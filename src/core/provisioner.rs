use crate::config::solr::SolrConfig;
use crate::core::collection_options;
use crate::core::naming::parameterize;
use crate::domain::model::{CollectionEndpoint, CollectionName, FlatParameters, Settings};
use crate::domain::ports::{AdminApi, TenantAccount};
use crate::utils::error::{ProvisionError, Result};
use url::Url;

pub const COLLECTIONS_ADMIN_PATH: &str = "/solr/admin/collections";

#[derive(Debug, Clone, Copy, PartialEq, Eq)]
pub enum ProvisionOutcome {
    Created,
    AlreadyExists,
}

/// Creates per-tenant Solr collections from account settings.
///
/// Check-then-create is not atomic: two concurrent runs for the same name can
/// both see the collection missing and both send CREATE. The second CREATE
/// is answered with "already exists", which is treated as success.
pub struct CollectionProvisioner<A: AdminApi> {
    admin: A,
    solr: SolrConfig,
}

impl<A: AdminApi> CollectionProvisioner<A> {
    pub fn new(admin: A, config: &SolrConfig) -> Self {
        Self {
            admin,
            solr: config.clone(),
        }
    }

    /// Ensures the tenant's collection exists and attaches its endpoint to
    /// the account. Safe to repeat against Solr; whether a second endpoint
    /// may be attached is up to the account.
    pub async fn provision_for_account<T: TenantAccount>(
        &self,
        account: &mut T,
    ) -> Result<CollectionEndpoint> {
        let name = parameterize(account.tenant())?;
        let url = self.collection_url(&name)?;
        let params = collection_options::transform(account.solr_collection_options());

        self.ensure_collection(name.as_str(), &params).await?;

        let endpoint = CollectionEndpoint {
            collection: name.to_string(),
            url: url.to_string(),
        };
        account.create_solr_endpoint(endpoint.clone())?;

        tracing::info!("Attached Solr endpoint {} to tenant {}", name, account.tenant());
        Ok(endpoint)
    }

    /// Ensures a collection that belongs to no account exists. Nothing is recorded.
    pub async fn provision_named(&self, name: &str, settings: &Settings) -> Result<ProvisionOutcome> {
        if name.trim().is_empty() {
            return Err(ProvisionError::InvalidConfigValue {
                field: "name".to_string(),
                value: name.to_string(),
                reason: "Collection name cannot be empty".to_string(),
            });
        }

        let params = collection_options::transform(settings);
        self.ensure_collection(name, &params).await
    }

    pub async fn collection_exists(&self, name: &str) -> Result<bool> {
        let response = self
            .admin
            .get(COLLECTIONS_ADMIN_PATH, &[("action".to_string(), "LIST".to_string())])
            .await?;

        let collections = response
            .get("collections")
            .and_then(|c| c.as_array())
            .ok_or_else(|| ProvisionError::malformed("LIST response has no 'collections' array"))?;

        Ok(collections.iter().any(|c| c.as_str() == Some(name)))
    }

    pub fn collection_url(&self, name: &CollectionName) -> Result<Url> {
        self.solr.collection_url(name)
    }

    async fn ensure_collection(&self, name: &str, params: &FlatParameters) -> Result<ProvisionOutcome> {
        if self.collection_exists(name).await? {
            tracing::info!("Solr collection {} already exists, skipping create", name);
            return Ok(ProvisionOutcome::AlreadyExists);
        }

        tracing::info!("Creating Solr collection {} with {} parameters", name, params.len());

        match self
            .admin
            .get(COLLECTIONS_ADMIN_PATH, &create_query(name, params))
            .await
        {
            Ok(_) => Ok(ProvisionOutcome::Created),
            Err(e) if e.is_already_exists() => {
                tracing::warn!("Solr collection {} was created concurrently: {}", name, e);
                Ok(ProvisionOutcome::AlreadyExists)
            }
            Err(e) => Err(e),
        }
    }
}

/// Collection settings merged with `action` and `name`; the latter two win.
fn create_query(name: &str, params: &FlatParameters) -> Vec<(String, String)> {
    let mut query: Vec<(String, String)> = params
        .to_query_pairs()
        .into_iter()
        .filter(|(key, _)| key != "action" && key != "name")
        .collect();

    query.push(("action".to_string(), "CREATE".to_string()));
    query.push(("name".to_string(), name.to_string()));
    query
}
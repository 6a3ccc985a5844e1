// Domain layer: the settings model, collection names and endpoints, and the
// ports the provisioner talks through.

pub mod model;
pub mod ports;
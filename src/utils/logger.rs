use tracing_subscriber::{layer::SubscriberExt, util::SubscriberInitExt, EnvFilter};

fn default_filter(verbose: bool) -> EnvFilter {
    let directive = if verbose {
        "collection_provisioner=debug,info"
    } else {
        "collection_provisioner=info"
    };

    EnvFilter::try_from_default_env().unwrap_or_else(|_| EnvFilter::new(directive))
}

pub fn init_cli_logger(verbose: bool) {
    tracing_subscriber::registry()
        .with(default_filter(verbose))
        .with(
            tracing_subscriber::fmt::layer()
                .with_writer(std::io::stderr)
                .with_target(false)
                .with_thread_ids(false)
                .with_file(false)
                .with_line_number(false)
                .compact(),
        )
        .init();
}

/// For job runners that ship stderr to a log aggregator.
pub fn init_json_logger(verbose: bool) {
    tracing_subscriber::registry()
        .with(default_filter(verbose))
        .with(
            tracing_subscriber::fmt::layer()
                .with_writer(std::io::stderr)
                .with_target(false)
                .with_thread_ids(false)
                .with_file(false)
                .with_line_number(false)
                .json(),
        )
        .init();
}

——————————

■ **Task to carry out**:
Go through the material above, and wherever a line contains the string "parameterize", return it.

■ **Written response**:
use crate::core::naming::parameterize;
        let name = parameterize(account.tenant())?;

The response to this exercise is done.